= Arthur J. Dewey =

American theologian

Arthur J. Dewey is an American teacher, writer, translator and commentator with particular distinction as a New Testament scholar and specialist on the Historical Jesus. He is a professor of Theology in the University Scholars honors department at Xavier University in Cincinnati, Ohio, where he began teaching in 1980.

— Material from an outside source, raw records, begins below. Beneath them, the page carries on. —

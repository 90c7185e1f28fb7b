//! The Sample-and-Publish Cycle.
//!
//! One tick reads every domain from the [`CounterSource`] and publishes each
//! domain in its own critical section. Reads always happen before the lock
//! is taken. A domain that fails to read is skipped for the tick, so its
//! previously published values stay in place.

use std::collections::HashMap;
use std::sync::atomic::{AtomicBool, Ordering};
use std::sync::Arc;
use std::time::{Duration, Instant};

use tracing::{debug, info, trace, warn};

use crate::error::SourceError;
use crate::metrics::{CpuTimes, DiskSnapshot, MemorySnapshot, NetworkSnapshot, ProcessSnapshot};
use crate::registry::{set_counter, set_gauge, MetricsContext};
use crate::source::{CounterSource, Domain};

/// Time between two sampling ticks.
pub const SAMPLE_INTERVAL: Duration = Duration::from_secs(1);

/// Consecutive successful reads a labelled series may be absent from before
/// it is removed from the registry.
pub const DEVICE_EVICTION_TICKS: u32 = 5;

/// Granularity at which a sleeping sampler notices the shutdown flag.
const SHUTDOWN_POLL: Duration = Duration::from_millis(100);

/// Tracks label values (devices, interfaces) across ticks for eviction.
#[derive(Debug, Default)]
struct SeriesTracker {
    missed: HashMap<String, u32>,
}

impl SeriesTracker {
    /// Records the names present in a successful read and returns the ones
    /// that have now been missing for [`DEVICE_EVICTION_TICKS`] reads.
    fn observe<'a>(&mut self, present: impl IntoIterator<Item = &'a str>) -> Vec<String> {
        for count in self.missed.values_mut() {
            *count += 1;
        }
        for name in present {
            self.missed.insert(name.to_string(), 0);
        }

        let evicted: Vec<String> = self
            .missed
            .iter()
            .filter(|(_, count)| **count >= DEVICE_EVICTION_TICKS)
            .map(|(name, _)| name.clone())
            .collect();
        for name in &evicted {
            self.missed.remove(name);
        }
        evicted
    }
}

/// Periodic sampler owning the previous-tick state.
pub struct Sampler<S: CounterSource> {
    source: S,
    ctx: Arc<MetricsContext>,
    prev_cpu: Option<CpuTimes>,
    total_memory_published: bool,
    disks: SeriesTracker,
    loops: SeriesTracker,
    interfaces: SeriesTracker,
    ticks: u64,
}

impl<S: CounterSource> Sampler<S> {
    pub fn new(source: S, ctx: Arc<MetricsContext>) -> Self {
        Self {
            source,
            ctx,
            prev_cpu: None,
            total_memory_published: false,
            disks: SeriesTracker::default(),
            loops: SeriesTracker::default(),
            interfaces: SeriesTracker::default(),
            ticks: 0,
        }
    }

    /// Number of ticks run so far.
    pub fn ticks(&self) -> u64 {
        self.ticks
    }

    /// Publishes `memory_total_bytes`. Called once at startup; if it fails the
    /// memory domain retries on every tick until it succeeds.
    pub fn publish_total_memory(&mut self) -> Result<(), SourceError> {
        let mem = self.source.read_memory()?;
        self.ctx.publish(|m| set_gauge(&m.memory_total, mem.total));
        self.total_memory_published = true;
        info!(total_bytes = mem.total, "Total memory published");
        Ok(())
    }

    /// Runs one sampling tick across all domains and returns the domains
    /// that could not be updated.
    pub fn tick(&mut self) -> Vec<Domain> {
        let mut failed = Vec::new();

        for domain in Domain::ALL {
            let result = match domain {
                Domain::Cpu => self.source.read_cpu().map(|s| self.publish_cpu(s)),
                Domain::Memory => self.source.read_memory().map(|s| self.publish_memory(s)),
                Domain::Disk => self.source.read_disks().map(|s| self.publish_disks(s)),
                Domain::Network => self.source.read_network().map(|s| self.publish_network(s)),
                Domain::Process => self.source.read_processes().map(|s| self.publish_processes(s)),
            };

            if let Err(e) = result {
                warn!(%domain, error = %e, "Skipping domain for this tick");
                failed.push(domain);
            }
        }

        self.ticks += 1;
        trace!(tick = self.ticks, failed = failed.len(), "Tick complete");
        failed
    }

    /// Ticks every `interval` until `shutdown` is set.
    pub fn run(&mut self, shutdown: &AtomicBool, interval: Duration) {
        info!(interval_ms = interval.as_millis() as u64, "Starting sampling loop");

        while !shutdown.load(Ordering::SeqCst) {
            self.tick();

            let wake_at = Instant::now() + interval;
            while !shutdown.load(Ordering::SeqCst) {
                let now = Instant::now();
                if now >= wake_at {
                    break;
                }
                std::thread::sleep((wake_at - now).min(SHUTDOWN_POLL));
            }
        }

        info!(ticks = self.ticks, "Sampling loop stopped");
    }

    fn publish_cpu(&mut self, cpu: CpuTimes) {
        // First tick after startup has nothing to diff against.
        let usage = self.prev_cpu.map_or(0.0, |prev| cpu.usage_since(&prev));
        self.prev_cpu = Some(cpu);

        self.ctx.publish(|m| {
            m.cpu_usage.set(usage);
            set_counter(&m.cpu_user_ticks, cpu.user);
            set_counter(&m.cpu_kernel_ticks, cpu.system);
            set_counter(&m.cpu_idle_ticks, cpu.idle);
            set_counter(&m.cpu_iowait_ticks, cpu.iowait);
        });
    }

    fn publish_memory(&mut self, mem: MemorySnapshot) {
        let publish_total = !self.total_memory_published;

        self.ctx.publish(|m| {
            if publish_total {
                set_gauge(&m.memory_total, mem.total);
            }
            set_gauge(&m.memory_used, mem.used_bytes());
            set_gauge(&m.memory_free, mem.free_bytes());
            m.memory_usage.set(mem.usage_percent());
        });

        if publish_total {
            self.total_memory_published = true;
            debug!(total_bytes = mem.total, "Total memory published on retry");
        }
    }

    fn publish_disks(&mut self, disks: DiskSnapshot) {
        let evicted_disks = self.disks.observe(disks.physical.iter().map(|d| d.device.as_str()));
        let evicted_loops = self.loops.observe(disks.loops.iter().map(|d| d.device.as_str()));

        self.ctx.publish(|m| {
            for d in &disks.physical {
                let dev = [d.device.as_str()];
                set_counter(&m.disk_sectors_read.with_label_values(&dev), d.sectors_read);
                set_counter(&m.disk_sectors_written.with_label_values(&dev), d.sectors_written);
                set_counter(&m.disk_read_time.with_label_values(&dev), d.read_time_ms);
                set_counter(&m.disk_write_time.with_label_values(&dev), d.write_time_ms);
                set_gauge(&m.disk_io_in_progress.with_label_values(&dev), d.io_in_progress);
                set_counter(&m.disk_io_time.with_label_values(&dev), d.io_time_ms);
            }
            for d in &disks.loops {
                let dev = [d.device.as_str()];
                set_counter(&m.loop_sectors_read.with_label_values(&dev), d.sectors_read);
                set_counter(&m.loop_sectors_written.with_label_values(&dev), d.sectors_written);
            }
            for device in &evicted_disks {
                m.remove_disk(device);
            }
            for device in &evicted_loops {
                m.remove_loop(device);
            }
        });

        for device in evicted_disks.iter().chain(&evicted_loops) {
            info!(device = %device, "Evicted block device after {} missed reads", DEVICE_EVICTION_TICKS);
        }
    }

    fn publish_network(&mut self, net: NetworkSnapshot) {
        let evicted = self
            .interfaces
            .observe(net.interfaces.iter().map(|i| i.interface.as_str()));

        self.ctx.publish(|m| {
            for i in &net.interfaces {
                let name = [i.interface.as_str()];
                set_counter(&m.net_rx_bytes.with_label_values(&name), i.rx_bytes);
                set_counter(&m.net_tx_bytes.with_label_values(&name), i.tx_bytes);
                set_counter(&m.net_rx_packets.with_label_values(&name), i.rx_packets);
                set_counter(&m.net_tx_packets.with_label_values(&name), i.tx_packets);
                set_counter(&m.net_rx_errors.with_label_values(&name), i.rx_errors);
                set_counter(&m.net_tx_errors.with_label_values(&name), i.tx_errors);
            }
            for interface in &evicted {
                m.remove_interface(interface);
            }
        });

        for interface in &evicted {
            info!(interface = %interface, "Evicted interface after {} missed reads", DEVICE_EVICTION_TICKS);
        }
    }

    fn publish_processes(&mut self, procs: ProcessSnapshot) {
        self.ctx.publish(|m| {
            set_gauge(&m.processes_count, procs.count);
            set_gauge(&m.processes_running, procs.running);
            set_gauge(&m.processes_blocked, procs.blocked);
        });
    }
}
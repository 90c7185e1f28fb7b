//! Memory totals from /proc/meminfo.

use serde::Serialize;

use super::{parse_u64, ParseError};

/// Memory totals in bytes.
#[derive(Debug, Clone, Copy, Default, PartialEq, Eq, Serialize)]
pub struct MemorySnapshot {
    pub total: u64,
    pub free: u64,
    /// `MemAvailable`, absent on kernels older than 3.14.
    pub available: Option<u64>,
}

impl MemorySnapshot {
    /// Memory a new workload could use: `MemAvailable`, else `MemFree`.
    /// Never exceeds `total`.
    pub fn free_bytes(&self) -> u64 {
        self.available.unwrap_or(self.free).min(self.total)
    }

    /// `total - free_bytes()`, so `used + free == total` always holds.
    pub fn used_bytes(&self) -> u64 {
        self.total - self.free_bytes()
    }

    pub fn usage_percent(&self) -> f64 {
        if self.total == 0 {
            return 0.0;
        }
        100.0 * self.used_bytes() as f64 / self.total as f64
    }
}

/// Parses /proc/meminfo. `MemTotal` and `MemFree` are required.
pub fn parse_meminfo(content: &str) -> Result<MemorySnapshot, ParseError> {
    let mut total = None;
    let mut free = None;
    let mut available = None;

    for line in content.lines() {
        if line.trim().is_empty() {
            continue;
        }

        let parts: Vec<&str> = line.split_whitespace().collect();
        let (key, raw, unit) = match parts.as_slice() {
            [key, raw] => (*key, *raw, None),
            [key, raw, unit] => (*key, *raw, Some(*unit)),
            _ => return Err(ParseError::new(format!("malformed meminfo line {:?}", line))),
        };

        let slot = match key {
            "MemTotal:" => &mut total,
            "MemFree:" => &mut free,
            "MemAvailable:" => &mut available,
            _ => continue,
        };

        let value = parse_u64(raw, key.trim_end_matches(':'))?;
        *slot = Some(match unit {
            Some("kB") => value.checked_mul(1024).ok_or_else(|| {
                ParseError::new(format!("{} value {} kB overflows bytes", key, value))
            })?,
            None => value,
            Some(other) => {
                return Err(ParseError::new(format!("unknown unit {:?} for {}", other, key)))
            }
        });
    }

    Ok(MemorySnapshot {
        total: total.ok_or_else(|| ParseError::new("missing MemTotal"))?,
        free: free.ok_or_else(|| ParseError::new("missing MemFree"))?,
        available,
    })
}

Dewey is co-founder of the Healing Deadly Memories Program, which addresses the "question of anti-Semitism in the New Testament. He has also been involved with the controversial Jesus Seminar, a group of academics dedicated to researching the factual Jesus.

==Education==
Dewey holds an A.B. from Boston College, an M.Div. from the Weston Jesuit School of Theology, and a Th.D. from Harvard University.

==Selected works==
===Thesis===
- "Spirit and Letter in Paul - a thesis" (1982)

===Books===
- "The Cologne Mani Codex (P. Colon. inv. nr. 4780) : Concerning the origin of his body" (1978)
- "The Word in Time: A Gospel Commentary for Sundays and Major Feasts: complete three-year cycle" (1986)
- "Spirit and Letter in Paul" (1996) - general publication of his Ph.D. thesis
- "Advent Christmas: Interpreting the Lesson of the Church Year (Proclamation Six Series; Series B)" (1996)
- "The Once and Future Faith" (2001)
- "The Authentic letters of Paul: a new reading of Paul's rhetoric and meaning: the scholars version" (2010)
- "The Gospel of Jesus : according to the Jesus Seminar" (2015)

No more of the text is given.